Fig 4. Ectopic lesions are decreased in PUGKO mice compared to controls.

A. Creation of tdT PUGKO mouse model with daily injections of progesterone from postnatal day 2–10 to knock down secretome factors was based on mouse model that results in infertility in female mice. P4 = progesterone B. Oviduct tissue and endometrium from progesterone treated (PUGKO) and vehicle control donor mice were collected and processed, then injected into WT C57Bl/6J recipient mice. Due to the fluorescent nature of the tdT mouse tissue, all tissue that implanted in the recipient mice could be identified using a red filter with a green light exposure.

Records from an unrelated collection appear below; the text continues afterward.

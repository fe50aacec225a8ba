use serde::{Deserialize, Serialize};

/// Stable identity of one storage-server endpoint. If a server migrates,
/// its tokens change; a cached [`Ssi`] whose tokens no longer match the
/// one returned by a fresh location lookup is stale and must be refreshed,
/// not patched in place (§3 `Storage-Server Interface`).
#[derive(Clone, Copy, Debug, Eq, PartialEq, Ord, PartialOrd, Hash, Serialize, Deserialize)]
pub struct EndpointToken(pub u64);

/// A storage server identity plus its per-operation endpoint tokens.
#[derive(Clone, Debug, Eq, PartialEq, Serialize, Deserialize)]
pub struct Ssi {
    pub id: SsiId,
    pub address: String,
    pub get_value: EndpointToken,
    pub get_key: EndpointToken,
    pub get_key_values: EndpointToken,
    pub get_key_values_stream: EndpointToken,
    pub watch_value: EndpointToken,
    pub split_metrics: EndpointToken,
    pub get_read_hot_ranges: EndpointToken,
    pub get_range_split_points: EndpointToken,
}

#[derive(Clone, Copy, Debug, Eq, PartialEq, Ord, PartialOrd, Hash, Serialize, Deserialize)]
pub struct SsiId(pub u64);

impl Ssi {
    /// Whether `other` is a fresh location record for the *same* server
    /// (same id) that has since migrated (any endpoint token differs).
    pub fn has_migrated_from(&self, other: &Ssi) -> bool {
        self.id == other.id
            && (self.get_value != other.get_value
                || self.get_key != other.get_key
                || self.get_key_values != other.get_key_values
                || self.get_key_values_stream != other.get_key_values_stream
                || self.watch_value != other.watch_value)
    }
}

/// Identity of a GRV or commit proxy (§1, §6). Proxies don't have the rich
/// per-operation endpoint set storage servers do; they're addressed
/// directly.
#[derive(Clone, Copy, Debug, Eq, PartialEq, Ord, PartialOrd, Hash, Serialize, Deserialize)]
pub struct ProxyId(pub u64);

/// A `LocationInfo` is the replica set serving one shard, shared by every
/// transaction that reads it; reference-counted so that `Arc::ptr_eq` can
/// distinguish "the same cached entry" from "coincidentally identical
/// replica set" when deciding whether a cache invalidation actually
/// changed anything (§3 `LocationInfo`, §9 open question on refresh
/// observables).
#[derive(Clone, Debug, Eq, PartialEq, Serialize, Deserialize)]
pub struct LocationInfo {
    pub ssis: Vec<Ssi>,
    pub has_caches: bool,
}

impl LocationInfo {
    pub fn new(ssis: Vec<Ssi>, has_caches: bool) -> Self {
        LocationInfo { ssis, has_caches }
    }
}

C -D. Immunohistochemistry (IHC) staining for FOXA2 was performed to assess the response of pups to progesterone treatment (PG TX). This was measured by comparing the counted IHC FOXA2 stained uterine glands of microscopic images in 4 high power fields (HPF) of 40 magnification in PUGKO tdT (D) vs WT (C) Scale Bar = 100 μm. PG treatment in PUGKO mice decreases the expression of FOXA2 almost 33 times compared to the non-PG TX mice. E. Lesion count in mice with endometrial tissue from tdT mice ± progesterone on postnatal day 2–10 (PUGKO). There are significantly less lesions when mice recieve progesterone as pups (* = p<0.05). F. Lesion development using PUGKO endometrium and secretome factors (provided by synchronized WT endometrium). PUGKO reduces implantation factors and associates with fewer endometrial lesion growths. WT endometrium appears to restore implantation of PUGKO endometrium. There is no statistically significant difference when PUGKO endometrium is co-injected with WT endometrium. G. PUGKO does not significantly alter the number of oviductal lesions. The progesterone induced blocking of uterine glands in PUGKO mice did not statistically affect the number of oviductal lesions compared to controls in vehicle mice, since oviduct does not produce secretome factors. (Student t-test.) E: Estrogen, P: Progesterone.